Durante meses, el equipo jurídico recopiló correos internos, actas de reuniones y testimonios de antiguos directivos. Un informante clave, que pidió anonimato, aseguró que varios altos cargos coincidieron en que “sacar la verdad a la luz habría destruido la Fórmula 1 en ese momento”. Esa frase, repetida en privado, es ahora parte del expediente judicial. Massa sostiene que fue deliberadamente privado de puntos cruciales y, con ellos, del campeonato más importante de su carrera.

El impacto emocional también ocupa un lugar central en la demanda. El brasileño describe años de frustración, oportunidades perdidas y contratos que nunca llegaron por no portar el título mundial. Un antiguo miembro de su equipo confesó que Ferrari sabía que algo no cuadraba, pero optó por mirar hacia adelante para no desatar una guerra institucional. Ese silencio colectivo es lo que hoy Massa intenta romper, convencido de que la historia debe reescribirse con todos los hechos sobre la mesa.
Más allá del dinero, el objetivo real es el reconocimiento oficial de que el sistema falló. Massa no pide que se quite el trofeo a Hamilton de forma inmediata, pero sí que se declare que el campeonato de 2008 estuvo comprometido. De lograrse, sería un precedente sin igual en el deporte motor. Analistas legales señalan que, aunque revertir el resultado es complejo, una sentencia favorable abriría la puerta a compensaciones históricas y reformas profundas en la gobernanza del campeonato.
El paddock, mientras tanto, vive una mezcla de incredulidad y tensión. Ex pilotos han expresado en privado su apoyo al brasileño, admitiendo que muchos sospechaban de irregularidades desde hace años. Un campeón del mundo retirado comentó a un medio europeo que “todos sabíamos que Singapur olía mal, pero nadie tenía pruebas”. Hoy esas pruebas parecen existir, y el silencio que protegió a la categoría podría convertirse en su mayor enemigo.

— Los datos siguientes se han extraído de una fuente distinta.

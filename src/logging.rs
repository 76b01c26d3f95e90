//! Logging: console output via `tracing`, unit summary collection, and a
//! persistent plain-text log file under the cache directory.
use std::fs::{File, OpenOptions};
use std::io::Write as _;
use std::path::PathBuf;
use std::sync::Mutex;

/// Unit execution result for summary reporting.
#[derive(Debug, Clone)]
pub struct UnitEntry {
    /// Unit name.
    pub name: String,
    /// Final status of the unit.
    pub status: UnitStatus,
    /// Optional detail message (e.g., skip reason or error description).
    pub message: Option<String>,
}

/// Status of a completed unit.
#[derive(Debug, Clone, Copy, PartialEq, Eq)]
pub enum UnitStatus {
    /// Unit completed successfully.
    Ok,
    /// Unit does not apply to the current platform or configuration.
    NotApplicable,
    /// Unit was explicitly skipped (e.g., no strategy, missing prerequisite).
    Skipped,
    /// Unit ran in dry-run mode; no changes were applied.
    DryRun,
    /// Unit encountered an error and could not complete.
    Failed,
}

/// Abstraction over logging backends, so units can log without knowing the
/// concrete sink (the production [`Logger`] or a test collector).
pub trait Log: Send + Sync {
    /// Log a stage header (major section).
    fn stage(&self, msg: &str);
    /// Log an informational message.
    fn info(&self, msg: &str);
    /// Log a debug message (suppressed on console unless verbose).
    fn debug(&self, msg: &str);
    /// Log a warning message.
    fn warn(&self, msg: &str);
    /// Log an error message.
    fn error(&self, msg: &str);
    /// Log a dry-run action message.
    fn dry_run(&self, msg: &str);
    /// Record a unit result for the summary.
    fn record_unit(&self, name: &str, status: UnitStatus, message: Option<&str>);
}

/// Install the global tracing subscriber for console output.
///
/// Honors `RUST_LOG` when set; otherwise `info` (or `debug` with
/// `--verbose`). Safe to call more than once — later calls are no-ops.
pub fn init_subscriber(verbose: bool) {
    let default = if verbose { "debug" } else { "info" };
    let filter = tracing_subscriber::EnvFilter::try_from_default_env()
        .unwrap_or_else(|_| tracing_subscriber::EnvFilter::new(default));
    let _ = tracing_subscriber::fmt()
        .with_env_filter(filter)
        .with_target(false)
        .without_time()
        .try_init();
}

/// Structured logger with dry-run awareness and summary collection.
///
/// All messages are also appended to a persistent log file at
/// `$XDG_CACHE_HOME/provision/<command>.log` (default
/// `~/.cache/provision/<command>.log`), with a level tag and no ANSI codes.
pub struct Logger {
    units: Mutex<Vec<UnitEntry>>,
    file: Option<Mutex<File>>,
    file_path: Option<PathBuf>,
}

impl std::fmt::Debug for Logger {
    fn fmt(&self, f: &mut std::fmt::Formatter<'_>) -> std::fmt::Result {
        f.debug_struct("Logger")
            .field("file_path", &self.file_path)
            .finish_non_exhaustive()
    }
}

impl Logger {
    /// Create a new logger writing to `<cache>/provision/<command>.log`.
    ///
    /// A missing or unwritable cache directory disables the file sink but
    /// never fails the run.
    #[must_use]
    pub fn new(command: &str) -> Self {
        let file_path = log_file_path(command);
        let file = file_path.as_ref().and_then(|path| {
            OpenOptions::new()
                .create(true)
                .append(true)
                .open(path)
                .ok()
                .map(Mutex::new)
        });
        Self {
            units: Mutex::new(Vec::new()),
            file,
            file_path,
        }
    }

    fn write_file(&self, tag: &str, msg: &str) {
        if let Some(file) = &self.file {
            if let Ok(mut guard) = file.lock() {
                let _ = writeln!(guard, "{tag} {msg}");
            }
        }
    }

    /// Log a stage header (major section).
    pub fn stage(&self, msg: &str) {
        self.write_file("==>", msg);
        tracing::info!(target: "provision::stage", "==> {msg}");
    }

    /// Log an informational message.
    pub fn info(&self, msg: &str) {
        self.write_file("[info]", msg);
        tracing::info!("{msg}");
    }

    /// Log a debug message (always written to the log file).
    pub fn debug(&self, msg: &str) {
        self.write_file("[debug]", msg);
        tracing::debug!("{msg}");
    }

    /// Log a warning message.
    pub fn warn(&self, msg: &str) {
        self.write_file("[warn]", msg);
        tracing::warn!("{msg}");
    }

    /// Log an error message.
    pub fn error(&self, msg: &str) {
        self.write_file("[error]", msg);
        tracing::error!("{msg}");
    }

    /// Log a dry-run action message.
    pub fn dry_run(&self, msg: &str) {
        self.write_file("[dry run]", msg);
        tracing::info!(target: "provision::dry_run", "{msg}");
    }

    /// Record a unit result for the summary.
    pub fn record_unit(&self, name: &str, status: UnitStatus, message: Option<&str>) {
        if let Ok(mut guard) = self.units.lock() {
            guard.push(UnitEntry {
                name: name.to_string(),
                status,
                message: message.map(String::from),
            });
        }
    }

    /// Count the number of failed units.
    #[must_use]
    pub fn failure_count(&self) -> usize {
        self.units.lock().map_or(0, |guard| {
            guard
                .iter()
                .filter(|u| u.status == UnitStatus::Failed)
                .count()
        })
    }

    /// Return a clone of all recorded unit entries (test-only).
    #[cfg(test)]
    pub(crate) fn unit_entries(&self) -> Vec<UnitEntry> {
        self.units.lock().map_or_else(|_| vec![], |g| g.clone())
    }

    /// Return the log file path, if the file sink is active.
    #[must_use]
    pub fn log_path(&self) -> Option<&PathBuf> {
        self.file_path.as_ref()
    }

    /// Print the summary of all recorded units.
    #[allow(clippy::print_stdout)]
    pub fn print_summary(&self) {
        let units = match self.units.lock() {
            Ok(guard) => guard.clone(),
            Err(_) => return,
        };
        if units.is_empty() {
            return;
        }

        println!();
        self.stage("Summary");

        let mut ok = 0u32;
        let mut not_applicable = 0u32;
        let mut skipped = 0u32;
        let mut dry_run = 0u32;
        let mut failed = 0u32;

        for unit in &units {
            let (icon, color) = match unit.status {
                UnitStatus::Ok => {
                    ok += 1;
                    ("✓", "\x1b[32m")
                }
                UnitStatus::NotApplicable => {
                    not_applicable += 1;
                    ("·", "\x1b[2m")
                }
                UnitStatus::Skipped => {
                    skipped += 1;
                    ("○", "\x1b[33m")
                }
                UnitStatus::DryRun => {
                    dry_run += 1;
                    ("~", "\x1b[37m")
                }
                UnitStatus::Failed => {
                    failed += 1;
                    ("✗", "\x1b[31m")
                }
            };

            let suffix = unit
                .message
                .as_ref()
                .map_or_else(String::new, |msg| format!(" ({msg})"));
            let line = truncate_to_width(
                &format!("{} {}{suffix}", icon, unit.name),
                terminal_columns(),
            );
            self.info(&format!("{color}{line}\x1b[0m"));
        }

        println!();
        let total = ok + not_applicable + skipped + dry_run + failed;
        self.info(&format!(
            "{total} units: \x1b[32m{ok} ok\x1b[0m, \x1b[2m{not_applicable} n/a\x1b[0m, \x1b[33m{skipped} skipped\x1b[0m, \x1b[37m{dry_run} dry-run\x1b[0m, \x1b[31m{failed} failed\x1b[0m"
        ));

        if let Some(path) = &self.file_path {
            self.info(&format!("\x1b[2mlog: {}\x1b[0m", path.display()));
        }
    }
}

impl Log for Logger {
    fn stage(&self, msg: &str) {
        self.stage(msg);
    }
    fn info(&self, msg: &str) {
        self.info(msg);
    }
    fn debug(&self, msg: &str) {
        self.debug(msg);
    }
    fn warn(&self, msg: &str) {
        self.warn(msg);
    }
    fn error(&self, msg: &str) {
        self.error(msg);
    }
    fn dry_run(&self, msg: &str) {
        self.dry_run(msg);
    }
    fn record_unit(&self, name: &str, status: UnitStatus, message: Option<&str>) {
        self.record_unit(name, status, message);
    }
}

/// Resolve `<cache>/provision/<command>.log`, creating the directory.
fn log_file_path(command: &str) -> Option<PathBuf> {
    let cache = std::env::var_os("XDG_CACHE_HOME")
        .map(PathBuf::from)
        .or_else(|| std::env::var_os("HOME").map(|home| PathBuf::from(home).join(".cache")))?;
    let dir = cache.join("provision");
    std::fs::create_dir_all(&dir).ok()?;
    Some(dir.join(format!("{command}.log")))
}

/// One-row truncation so the summary never wraps.
fn terminal_columns() -> usize {
    terminal_size::terminal_size().map_or(100, |(w, _)| usize::from(w.0))
}

fn truncate_to_width(s: &str, width: usize) -> String {
    if s.chars().count() <= width {
        return s.to_string();
    }
    let truncated: String = s.chars().take(width.saturating_sub(1)).collect();
    format!("{truncated}…")
}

Los aficionados tampoco permanecen indiferentes. En redes sociales se multiplican los debates sobre la legitimidad del título y el papel de las autoridades. Para una generación de seguidores, Massa siempre fue “el campeón sin corona”. Para otros, reabrir el caso amenaza con desestabilizar décadas de historia. Lo cierto es que la demanda ya logró algo: obligar a la Fórmula 1 a mirar su pasado de frente y responder preguntas que durante años evitó.
En círculos jurídicos se comenta que el proceso podría extenderse varios años, con apelaciones y acuerdos extrajudiciales en el horizonte. Sin embargo, el entorno de Massa insiste en que no hay marcha atrás. “Esto no es venganza, es dignidad”, habría dicho el propio piloto a un colaborador cercano. Su mensaje es claro: aunque no vuelva a correr una sola vuelta, quiere dejar a sus hijos un legado de integridad y valentía.
Si el tribunal le da la razón, el caso marcará un antes y un después en el deporte mundial. No solo por la cifra millonaria, sino porque demostraría que incluso los imperios más sólidos pueden rendir cuentas. Para Felipe Massa, esta batalla es la última carrera de su vida deportiva, una que no se gana con adelantamientos, sino con verdad. Y pase lo que pase, el rugido de aquel motor de 2008 ya no volverá a sonar igual.